Ascender por los laterales de la Gran Acrópolis irá mostrando pirámides, semicubiertas por la selva, que conservan gran parte de su majestuosidad original. Aún tienen sus remates o cresterías y algunas esculturas de gran tamaño, así como relieves muy bien conservados. El tope del ascenso lo forma un grupo arquitectónico con una fantástica vista de la selva que lo rodea.
Esta ciudad maya del Período Clásico, fue más importante que la situada un poco más entrado México llamada Bonampak. De hecho, los arqueólogos apuntan que ésta era simplemente un centro ceremonial de Yaxchilán. El apogeo lo alcanzó en el siglo VIII, bajo el reinado de Escudo Jaguar y su hijo Loro Jaguar. Luego, como le sucedió al resto de esta mítica civilización, fue abandonada y guardada por la selva hasta nuestros días. Todavía, cuando cae el día, un grito desgarrador parece ahuyentarnos para no turbar el descanso eterno de las ruinas. Son los terribles gemidos que los monos aulladores emiten para marcar su territorio y que, si se observa atentamente, pueden verse por entre las ramas de los altos árboles.

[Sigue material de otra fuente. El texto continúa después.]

//! Announcement System Plugin for Judicia Platform
//!
//! This plugin provides comprehensive announcement and communication capabilities including:
//! - Contest-wide announcements and updates
//! - System maintenance notifications
//! - Emergency alerts and bulletins
//! - Scheduled announcement publishing
//! - Multi-language announcement support
//! - Rich media announcements (text, images, links)
//! - Announcement categories and targeting
//! - Read receipts and engagement tracking

use judicia_sdk::prelude::*;
use judicia_sdk::{
    HttpRequest, HttpResponse, PluginError, PluginResult, Notification, NotificationUrgency, NotificationType,
    Plugin, PluginInfo, database_query, register_http_route, send_notification, emit_platform_event
};
use async_trait::async_trait;
use serde_json::Value;
use std::collections::HashMap;

/// Announcement System Plugin
pub struct AnnouncementSystemPlugin {
    // Plugin state
    announcements: HashMap<Uuid, Announcement>,
    templates: HashMap<String, AnnouncementTemplate>,
    user_read_status: HashMap<(Uuid, Uuid), DateTime<Utc>>, // (user_id, announcement_id) -> read_at
}

impl Plugin for AnnouncementSystemPlugin {
    fn new() -> Self {
        Self {
            announcements: HashMap::new(),
            templates: HashMap::new(),
            user_read_status: HashMap::new(),
        }
    }
    
    fn metadata(&self) -> PluginInfo {
        PluginInfo {
            name: "announcement-system".to_string(),
            version: "1.0.0".to_string(),
            author: "Judicia Platform Team".to_string(),
            description: "Comprehensive announcement and communication system for contests and platform-wide updates".to_string(),
            capabilities: vec![
                "ReadUsers".to_string(),
                "ReadContests".to_string(),
                "WriteContests".to_string(),
                "EmitEvent".to_string(),
                "SubscribeEvents".to_string(),
                "RegisterComponents".to_string(),
                "RegisterRoutes".to_string(),
                "SendNotifications".to_string(),
                "AccessDatabase".to_string(),
                "FileStorage".to_string(),
            ],
            dependencies: vec![],
            frontend_components: vec![
                "AnnouncementBanner".to_string(),
                "AnnouncementList".to_string(),
                "AnnouncementComposer".to_string(),
                "AnnouncementViewer".to_string(),
                "AnnouncementDashboard".to_string(),
                "EmergencyAlert".to_string(),
                "MaintenanceNotice".to_string(),
                "AnnouncementSettings".to_string(),
            ],
            api_routes: vec![
                "/api/announcements".to_string(),
                "/api/announcements/{id}".to_string(),
                "/api/announcements/create".to_string(),
                "/api/announcements/publish".to_string(),
                "/api/announcements/schedule".to_string(),
                "/api/announcements/templates".to_string(),
                "/api/announcements/mark-read".to_string(),
                "/api/announcements/statistics".to_string(),
                "/api/announcements/emergency".to_string(),
                "/api/announcements/maintenance".to_string(),
            ],
        }
    }
}

#[derive(Debug, Clone, serde::Serialize, serde::Deserialize)]
pub struct Announcement {
    pub id: Uuid,
    pub title: String,
    pub content: String,
    pub content_type: ContentType,
    pub category: AnnouncementCategory,
    pub priority: AnnouncementPriority,
    pub target_audience: TargetAudience,
    pub author_id: Uuid,
    pub author_name: String,
    pub contest_id: Option<Uuid>,
    pub attachments: Vec<AnnouncementAttachment>,
    pub tags: Vec<String>,
    pub language: String,
    pub translations: HashMap<String, AnnouncementTranslation>,
    pub status: AnnouncementStatus,
    pub created_at: DateTime<Utc>,
    pub published_at: Option<DateTime<Utc>>,
    pub scheduled_at: Option<DateTime<Utc>>,
    pub expires_at: Option<DateTime<Utc>>,
    pub updated_at: DateTime<Utc>,
    pub read_count: i32,
    pub engagement_stats: EngagementStats,
}

#[derive(Debug, Clone, serde::Serialize, serde::Deserialize)]
pub struct AnnouncementTemplate {
    pub id: Uuid,
    pub name: String,
    pub title_template: String,
    pub content_template: String,
    pub category: AnnouncementCategory,
    pub priority: AnnouncementPriority,
    pub variables: Vec<String>,
    pub created_at: DateTime<Utc>,
    pub updated_at: DateTime<Utc>,
}
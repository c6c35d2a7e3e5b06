//! Example plugin that demonstrates frontend component integration

use judicia_sdk::prelude::*;
use judicia_sdk::frontend::{components::*, *};
use std::collections::HashMap;

/// Frontend plugin that provides custom UI components
#[judicia_plugin]
pub struct FrontendPlugin {
    name: "frontend-plugin",
    version: "1.0.0",
    author: "Judicia Team",
    description: "Plugin that demonstrates frontend component integration",
    capabilities: [
        Capability::RegisterComponents,
        Capability::ReadDatabase,
        Capability::RegisterRoutes
    ]
}

impl PluginMethods for FrontendPlugin {
    async fn on_initialize(&mut self, context: &PluginContext) -> PluginResult<()> {
        info!("Frontend Plugin initialized");
        
        // Register custom components
        self.register_components(context).await?;
        
        // Register API routes for component data
        self.register_api_routes(context).await?;
        
        Ok(())
    }

    async fn on_event(&mut self, event: &PlatformEvent) -> PluginResult<()> {
        match event.event_type.as_str() {
            "frontend.component_requested" => {
                self.handle_component_request(event).await?;
            }
            _ => {}
        }
        
        Ok(())
    }

    async fn on_render(&self, component: &str, props: &serde_json::Value) -> PluginResult<String> {
        match component {
            "submission-dashboard" => {
                self.render_submission_dashboard(props).await
            }
            "live-scoreboard" => {
                self.render_live_scoreboard(props).await
            }
            "problem-editor" => {
                self.render_problem_editor(props).await
            }
            _ => Err(PluginError::NotImplemented(format!("Component not found: {}", component)))
        }
    }

    async fn on_http_request(&mut self, request: &HttpRequest) -> PluginResult<HttpResponse> {
        match (request.method.as_str(), request.path.as_str()) {
            ("GET", "/api/components/submission-stats") => {
                self.get_submission_stats(request).await
            }
            ("GET", "/api/components/scoreboard-data") => {
                self.get_scoreboard_data(request).await
            }
            ("POST", "/api/components/save-problem") => {
                self.save_problem(request).await
            }
            _ => Ok(crate::http::error_response(404, "API endpoint not found"))
        }
    }
}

El difícil acceso al conjunto arqueológico lo han convertido en uno de los parques más apartados del turismo masivo, lo que confiere un particular encanto a la visita. Según la hora, el paseo se hace bastante solitario y las ruinas mantienen una fascinación mágica que otros lugares han perdido. Además, este misticismo aumenta al conocer que la selva lacandona fue elegida por la guerrilla zapatista para refugiarse, acampando muchas veces entre las ruinas.
La gran riqueza natural, desde pájaros carpinteros hasta murciélagos, el componente de aventura, por la poca explotación turística, y los medios tradicionales de transporte, hacen que la visita al Usumacinta posea los ingredientes del viaje completo. Una travesía que puede asustar al viajero menos temerario, pero seguro que, si al final se decide por esta visita, se volverá inolvidable.
Terror, la fuerza del agua
El cauce del Usumacinta es, como suena su nombre, soberbio. El tramo que forma la frontera natural entre México y Guatemala es ancho y, aunque parezca sereno, merece respeto, ya que cualquiera que se atreva a enfrentársele será arrastrado por la corriente. Las embarcaciones que lo surcan son particularmente estrechas, posiblemente por las difíciles condiciones de su navegación.
Utilizar el Usumacinta como vía de comunicación es una experiencia incomparable. El viaje fluye a través de gigantescos meandros que, por las formaciones rocosas, parecen modificarse a caprichoso placer, según las temporadas. Sólo la selva, en las riberas, detiene su impetuoso paso.
Al atardecer, sus espesas aguas, marrones por los sedimentos, se tiñen del verde reflejo de la selva, convirtiéndose en un espectáculo de indiscutible belleza. Es en este momento, cuando la fauna revive de su letargo y, con el refrescante influjo de una lluvia tropical, se divisan aves, iguanas e, incluso, enormes cocodrilos.